8 porciones · 20 minutos de preparación · 135 minutos de cocción
Ingredientes
Frijoles de la olla
- 1 lb frijoles pintos secos, revisados y enjuagados
- 1 cebolla blanca mediana, dividida, una mitad entera; la otra mitad finamente picada
- 2 dientes de ajo, pelados
- 8 tazas agua, más según sea necesario
- 1 1/2 cdtas sal kosher Diamond Crystal
Para freír
- 3 cdas manteca de cerdo rendida
- 1 chile serrano, entero y con un corte longitudinal, opcional
Preparación
Cocer los frijoles
- Cubra los frijoles pintos con agua y remoje durante 8 hours; escurra. Combine con la mitad intacta de la cebolla, el ajo y el agua.
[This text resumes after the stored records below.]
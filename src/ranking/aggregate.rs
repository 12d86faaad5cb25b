use super::domain::{RankingError, ScoredRow};
use std::collections::BTreeMap;

/// Sum composite scores per district and pick the district with the lowest
/// total (rank 1 is best, so lower is better).
///
/// Totals are summed, not averaged: districts with more rows weigh heavier,
/// which is intentional given the bounded source ranking scale. Ties resolve
/// to the lexicographically-first district name, which the sorted grouping
/// makes deterministic.
///
/// Returns the winner together with all of its rows; downstream description
/// needs the per-row raw averages, not just the aggregate.
pub fn select_best_district(
    scored_rows: Vec<ScoredRow>,
) -> Result<(String, Vec<ScoredRow>), RankingError> {
    if scored_rows.is_empty() {
        return Err(RankingError::EmptyDataset);
    }

    let mut totals: BTreeMap<&str, f64> = BTreeMap::new();
    for scored in &scored_rows {
        *totals.entry(scored.row.district.as_str()).or_insert(0.0) += scored.final_score;
    }

    let mut winner: Option<(&str, f64)> = None;
    for (&district, &total) in &totals {
        match winner {
            Some((_, best)) if total >= best => {}
            _ => winner = Some((district, total)),
        }
    }

    // Non-empty input guarantees at least one group.
    let (district, _) = winner.ok_or(RankingError::EmptyDataset)?;
    let district = district.to_string();

    let rows = scored_rows
        .into_iter()
        .filter(|scored| scored.row.district == district)
        .collect();

    Ok((district, rows))
}
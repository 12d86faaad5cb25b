use serde::{Deserialize, Serialize};

/// One source row for a district. Districts span several rows (one per
/// sub-record in the survey data), so `district` is a grouping key, not a
/// unique id.
///
/// The six rank columns arrive pre-ranked (1 = best, observed range 1..=12)
/// and directly comparable across districts; this crate never re-derives
/// them from the raw averages.
#[derive(Debug, Clone, PartialEq, Serialize, Deserialize)]
pub struct DistrictRow {
    pub district: String,
    pub rank_by_price: u32,
    pub rank_by_crime: u32,
    pub rank_by_cc_distance: u32,
    pub rank_by_area: u32,
    pub rank_by_rooms: u32,
    pub rank_by_heating_price: u32,
    pub avg_price: f64,
    pub avg_crime: f64,
    pub avg_area: f64,
    pub avg_heating_price: f64,
    pub under_300: u32,
    pub from_300_to_600: u32,
    pub from_600_to_900: u32,
    pub above_900: u32,
    pub modern_count: u32,
    pub old_count: u32,
}

/// A [`DistrictRow`] augmented with its weighted composite score.
#[derive(Debug, Clone, PartialEq, Serialize)]
pub struct ScoredRow {
    #[serde(flatten)]
    pub row: DistrictRow,
    pub final_score: f64,
}

/// User-selectable ranking criterion. Each variant binds the user-facing
/// option label, the pros/cons metric label, and the rank column it reads,
/// so an unrecognized priority can only exist at the string edge.
#[derive(Debug, Clone, Copy, PartialEq, Eq, Hash, Serialize, Deserialize)]
#[serde(rename_all = "snake_case")]
pub enum Priority {
    Cheapest,
    Safest,
    ClosestToCenter,
    BiggestArea,
    MostRooms,
    CheapestHeating,
}

impl Priority {
    /// Fixed enumeration order (price, crime, distance, area, rooms,
    /// heating). Pros/cons listings follow this order.
    pub const fn ordered() -> [Self; 6] {
        [
            Self::Cheapest,
            Self::Safest,
            Self::ClosestToCenter,
            Self::BiggestArea,
            Self::MostRooms,
            Self::CheapestHeating,
        ]
    }

    /// The option string shown to users when choosing priorities.
    pub const fn label(self) -> &'static str {
        match self {
            Self::Cheapest => "Cheapest",
            Self::Safest => "Safest",
            Self::ClosestToCenter => "Closest to the city center",
            Self::BiggestArea => "Biggest by area",
            Self::MostRooms => "Biggest number of rooms",
            Self::CheapestHeating => "Least heating price",
        }
    }

    /// The metric string used in pros/cons listings.
    pub const fn metric_label(self) -> &'static str {
        match self {
            Self::Cheapest => "Rent price",
            Self::Safest => "Safety",
            Self::ClosestToCenter => "Distance to city center",
            Self::BiggestArea => "Flat area",
            Self::MostRooms => "Number of rooms",
            Self::CheapestHeating => "Heating price",
        }
    }

    /// The rank column this priority weighs.
    pub const fn rank_in(self, row: &DistrictRow) -> u32 {
        match self {
            Self::Cheapest => row.rank_by_price,
            Self::Safest => row.rank_by_crime,
            Self::ClosestToCenter => row.rank_by_cc_distance,
            Self::BiggestArea => row.rank_by_area,
            Self::MostRooms => row.rank_by_rooms,
            Self::CheapestHeating => row.rank_by_heating_price,
        }
    }

    /// Resolve a user-supplied option label. Empty or unknown input is an
    /// [`RankingError::InvalidPriority`]; callers render a "no selection"
    /// state rather than scoring with a default.
    pub fn from_label(label: &str) -> Result<Self, RankingError> {
        let trimmed = label.trim();
        Self::ordered()
            .into_iter()
            .find(|priority| priority.label() == trimmed)
            .ok_or_else(|| RankingError::InvalidPriority(label.to_string()))
    }
}

#[derive(Debug, thiserror::Error)]
pub enum RankingError {
    #[error("'{0}' is not a recognized priority")]
    InvalidPriority(String),
    #[error("district dataset contains no rows")]
    EmptyDataset,
}

#[cfg(test)]
mod tests {
    use super::*;

    #[test]
    fn labels_round_trip_for_every_priority() {
        for priority in Priority::ordered() {
            let resolved = Priority::from_label(priority.label()).expect("label resolves");
            assert_eq!(resolved, priority);
        }
    }

    #[test]
    fn from_label_trims_surrounding_whitespace() {
        let resolved = Priority::from_label("  Safest ").expect("trimmed label resolves");
        assert_eq!(resolved, Priority::Safest);
    }

    #[test]
    fn unknown_and_empty_labels_are_invalid() {
        assert!(matches!(
            Priority::from_label("Sunniest"),
            Err(RankingError::InvalidPriority(_))
        ));
        assert!(matches!(
            Priority::from_label(""),
            Err(RankingError::InvalidPriority(_))
        ));
    }

    #[test]
    fn metric_labels_match_display_table() {
        let labels: Vec<&str> = Priority::ordered()
            .into_iter()
            .map(Priority::metric_label)
            .collect();
        assert_eq!(
            labels,
            vec![
                "Rent price",
                "Safety",
                "Distance to city center",
                "Flat area",
                "Number of rooms",
                "Heating price",
            ]
        );
    }
}
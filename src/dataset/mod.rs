//! CSV dataset loading. The ranking core trusts whatever snapshot this
//! module produces; a column that cannot be materialized is a fatal dataset
//! defect, never silently defaulted, because a defaulted rank would corrupt
//! the comparison semantics downstream.

mod parser;

use crate::ranking::DistrictRow;
use std::io::Read;
use std::path::Path;

#[derive(Debug, thiserror::Error)]
pub enum DatasetError {
    #[error("failed to read district dataset: {0}")]
    Io(#[from] std::io::Error),
    #[error("invalid district CSV data: {0}")]
    Csv(#[from] csv::Error),
    #[error("column '{column}' is missing a value on line {line}")]
    MissingValue { column: &'static str, line: u64 },
}

/// Load a full dataset snapshot from a CSV file on disk.
pub fn load_from_path<P: AsRef<Path>>(path: P) -> Result<Vec<DistrictRow>, DatasetError> {
    let file = std::fs::File::open(path)?;
    load_from_reader(file)
}

/// Load a full dataset snapshot from any reader.
pub fn load_from_reader<R: Read>(reader: R) -> Result<Vec<DistrictRow>, DatasetError> {
    parser::parse_rows(reader)
}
- Lleve a ebullición, luego cueza a fuego lento parcialmente tapado durante 75 to 105 minutes, añadiendo agua caliente para mantener los frijoles sumergidos. Cuando estén cremosos por dentro pero intactos, incorpore la sal y cueza a fuego lento 10 minutes. Deseche la cebolla intacta. Mida 4 tazas bien llenas de frijoles para freír; esta porción frita rinde 8 porciones de guarnición. Reserve 3 tazas de caldo para freír y aligerar. Reparta los frijoles y el caldo que sobren más allá de esas cantidades medidas en recipientes poco profundos, refrigere dentro de 2 horas y use en 3 a 4 días.
Freír y machacar
- Caliente la manteca en una sartén amplia a fuego medio. Añada la cebolla picada y el serrano si lo usa; fría 5 to 7 minutes hasta que los bordes de la cebolla estén dorados. Retire el serrano para obtener frijoles suaves.
- Añada 4 tazas de frijoles escurridos y 1 taza de caldo caliente de frijol; espere un burbujeo vigoroso. Machaque mientras hierve suavemente durante 8 to 12 minutes, añadiendo caldo en pequeñas cantidades hasta que tres cuartas partes de los frijoles estén deshechas.
Ajustar la textura
- Continúe friendo y plegando hasta que una cuchara pasada por la sartén deje un surco que se cierre lentamente. Pruebe la sal y aligere con caldo caliente hasta que los frijoles formen un montículo suave; sirva calientes mientras la textura siga suelta y apta para cuchara.